Radiotherapy started no sooner than 21 days after the last chemotherapy infusion.
For concurrent chemotherapy, three schedules were used: cisplatin 6 mg/m2 all days of QD radiotherapy, cisplatin 60 mg/m2 on day 1 and etoposide 100 mg/m2 on days 1–3 every 4 weeks during QD radiotherapy and carboplatin (AUC 5) on day 1 and etoposide 120 mg/m2 on days 1–3 every 3 weeks during b.i.d. radiotherapy.
No hematopoietic growth factors were used.

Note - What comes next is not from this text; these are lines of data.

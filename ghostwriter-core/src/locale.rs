//! Locale bundles: input limits, display strings, and prompt phrasing.

use serde::{Deserialize, Serialize};
use std::fmt;
use std::str::FromStr;

/// Shortest sentence a human may submit, in characters.
pub const MIN_INPUT_CHARS: usize = 4;

/// A supported story language.
#[derive(Debug, Clone, Copy, PartialEq, Eq, Hash, Default, Serialize, Deserialize)]
pub enum Locale {
    #[default]
    #[serde(rename = "English", alias = "en")]
    English,
    #[serde(rename = "한국어", alias = "ko")]
    Korean,
}

impl Locale {
    pub const ALL: [Locale; 2] = [Locale::English, Locale::Korean];

    /// The name shown to users (and used on the wire).
    pub fn name(self) -> &'static str {
        match self {
            Locale::English => "English",
            Locale::Korean => "한국어",
        }
    }

    /// The locale the language toggle switches to.
    pub fn other(self) -> Self {
        match self {
            Locale::English => Locale::Korean,
            Locale::Korean => Locale::English,
        }
    }

    /// Maximum human sentence length, in characters.
    pub fn input_limit(self) -> usize {
        match self {
            Locale::English => 128,
            Locale::Korean => 128,
        }
    }

    /// Whether `input` has an acceptable length for this locale.
    pub fn accepts(self, input: &str) -> bool {
        let len = input.chars().count();
        (MIN_INPUT_CHARS..=self.input_limit()).contains(&len)
    }

    /// Wrap a prompt window in this locale's request template.
    ///
    /// Newlines are removed from the window first.
    pub fn prompt(self, window: &str) -> String {
        let window = window.replace('\n', "");
        match self {
            Locale::English => {
                format!("Can you suggest the next sentence for this novel? `{window}`")
            }
            Locale::Korean => format!("이 다음에 올 50자 이하의 소설 문장을 완성해줘. `{window}`"),
        }
    }

    pub fn strings(self) -> &'static LocaleStrings {
        match self {
            Locale::English => &ENGLISH,
            Locale::Korean => &KOREAN,
        }
    }
}

impl fmt::Display for Locale {
    fn fmt(&self, f: &mut fmt::Formatter<'_>) -> fmt::Result {
        f.write_str(self.name())
    }
}

impl FromStr for Locale {
    type Err = String;

    fn from_str(s: &str) -> Result<Self, Self::Err> {
        match s.trim() {
            "English" | "english" | "en" => Ok(Locale::English),
            "한국어" | "Korean" | "korean" | "ko" => Ok(Locale::Korean),
            other => Err(format!("unknown language: {other}")),
        }
    }
}

/// User-facing text for one locale.
#[derive(Debug, Clone, Serialize)]
pub struct LocaleStrings {
    pub app_title: &'static str,
    /// Suffix appended after the round number, e.g. `(3` + ` of 10 sentence)`.
    pub sentence_input_hint: &'static str,
    pub submit_button: &'static str,
    pub language_toggle: &'static str,
    pub invalid_sentence_alert: &'static str,
    pub human_speaker: &'static str,
    pub ai_speaker: &'static str,
    pub language_toggle_confirmation: &'static str,
    pub copy_button: &'static str,
    pub copied_notice: &'static str,
    pub api_key_help: &'static str,
    pub api_key_hint: &'static str,
    pub round_finish: &'static str,
    pub busy_notice: &'static str,
    pub unexpected_error: &'static str,
}

impl LocaleStrings {
    /// Placeholder for the sentence input, e.g. `(3 of 10 sentence)`.
    pub fn input_hint(&self, round: u32) -> String {
        format!("({round}{}", self.sentence_input_hint)
    }
}

static ENGLISH: LocaleStrings = LocaleStrings {
    app_title: "Writing a novel with Ghost Writer",
    sentence_input_hint: " of 10 sentence)",
    submit_button: "Enter",
    language_toggle: "한국어 모드",
    invalid_sentence_alert:
        "This sentence is invalid. Please input a valid sentence (4~128 length).",
    human_speaker: "You",
    ai_speaker: "Ghost Writer",
    language_toggle_confirmation:
        "Switch to the different language. Note that your current sentences will be deleted.",
    copy_button: "Copy Text",
    copied_notice: "Copied",
    api_key_help: "Get OpenAI API Key",
    api_key_hint: "Paste OpenAI API Key",
    round_finish: "Your novel is finished! Scroll up and check the result!",
    busy_notice: "Ghost Writer is still writing. Please wait a moment.",
    unexpected_error: "Sorry for the inconvenience. We got an unexpected error.",
};

static KOREAN: LocaleStrings = LocaleStrings {
    app_title: "유령 작가 스토리",
    sentence_input_hint: " /10번째 문장)",
    submit_button: "입력",
    language_toggle: "English Mode",
    invalid_sentence_alert:
        "문장에 오류가 있습니다. 유효한 문장을 입력해주세요. 유효한 문장의 길이는 4~128자 입니다.",
    human_speaker: "당신",
    ai_speaker: "유령 작가",
    language_toggle_confirmation:
        "사용 언어를 변경합니다. 현재 작성 중이 모든 내용이 초기화됩니다.",
    copy_button: "복사하기",
    copied_notice: "복사되었습니다",
    api_key_help: "API 키를 얻는 방법",
    api_key_hint: "OpenAI API Key를 입력하세요",
    round_finish: "소설이 완성되었습니다. 스크롤을 올려 결과를 확인해보세요!",
    busy_notice: "유령 작가가 아직 문장을 쓰고 있습니다. 잠시만 기다려주세요.",
    unexpected_error: "불편을 드려 죄송합니다. 예기치 않은 오류가 발생했습니다.",
};

#[cfg(test)]
mod tests {
    use super::*;

    #[test]
    fn test_input_length_bounds() {
        let locale = Locale::English;
        assert!(!locale.accepts(""));
        assert!(!locale.accepts("abc"));
        assert!(locale.accepts("abcd"));
        assert!(locale.accepts(&"a".repeat(128)));
        assert!(!locale.accepts(&"a".repeat(129)));
    }

    #[test]
    fn test_input_length_counts_characters() {
        // 4 Hangul syllables are 12 bytes but 4 characters
        assert!(Locale::Korean.accepts("호랑이다"));
        assert!(Locale::Korean.accepts(&"가".repeat(128)));
        assert!(!Locale::Korean.accepts(&"가".repeat(129)));
    }

    #[test]
    fn test_prompt_templates() {
        assert_eq!(
            Locale::English.prompt("Once upon a time."),
            "Can you suggest the next sentence for this novel? `Once upon a time.`"
        );
        assert_eq!(
            Locale::Korean.prompt("옛날 옛적에."),
            "이 다음에 올 50자 이하의 소설 문장을 완성해줘. `옛날 옛적에.`"
        );
    }

    #[test]
    fn test_prompt_strips_newlines() {
        assert_eq!(
            Locale::English.prompt("a.\nb."),
            "Can you suggest the next sentence for this novel? `a.b.`"
        );
    }

    #[test]
    fn test_toggle_and_parse() {
        assert_eq!(Locale::English.other(), Locale::Korean);
        assert_eq!(Locale::Korean.other(), Locale::English);
        assert_eq!("한국어".parse::<Locale>().unwrap(), Locale::Korean);
        assert_eq!("en".parse::<Locale>().unwrap(), Locale::English);
        assert!("Klingon".parse::<Locale>().is_err());
    }

    #[test]
    fn test_wire_names() {
        assert_eq!(serde_json::to_string(&Locale::Korean).unwrap(), "\"한국어\"");
        let parsed: Locale = serde_json::from_str("\"English\"").unwrap();
        assert_eq!(parsed, Locale::English);
        let parsed: Locale = serde_json::from_str("\"ko\"").unwrap();
        assert_eq!(parsed, Locale::Korean);
    }

    #[test]
    fn test_input_hint() {
        assert_eq!(Locale::English.strings().input_hint(3), "(3 of 10 sentence)");
        assert_eq!(Locale::Korean.strings().input_hint(1), "(1 /10번째 문장)");
    }
}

monitoring of the patients during radiotherapy
Patients were seen and their early side-effects evaluated at least once a week during radiotherapy and weekly thereafter by either the radiation oncologist or the chest physician until resolution of the dysphagia.
toxicity scoring
The CTCAE 3.0 system was used (Table 1). Toxicity was scored independently by three of the authors (RHB, FK, JFR) by reviewing all the patient charts independently. In case of a discrepancy between the three, a fourth author (DDR) was the referee. Discrepancies, however, only occurred in six of 328 patients, all in the nonconcurrent chemoradiation groups, and only involving G1 versus G2 dysphagia. In all cases, G2 was ultimately scored.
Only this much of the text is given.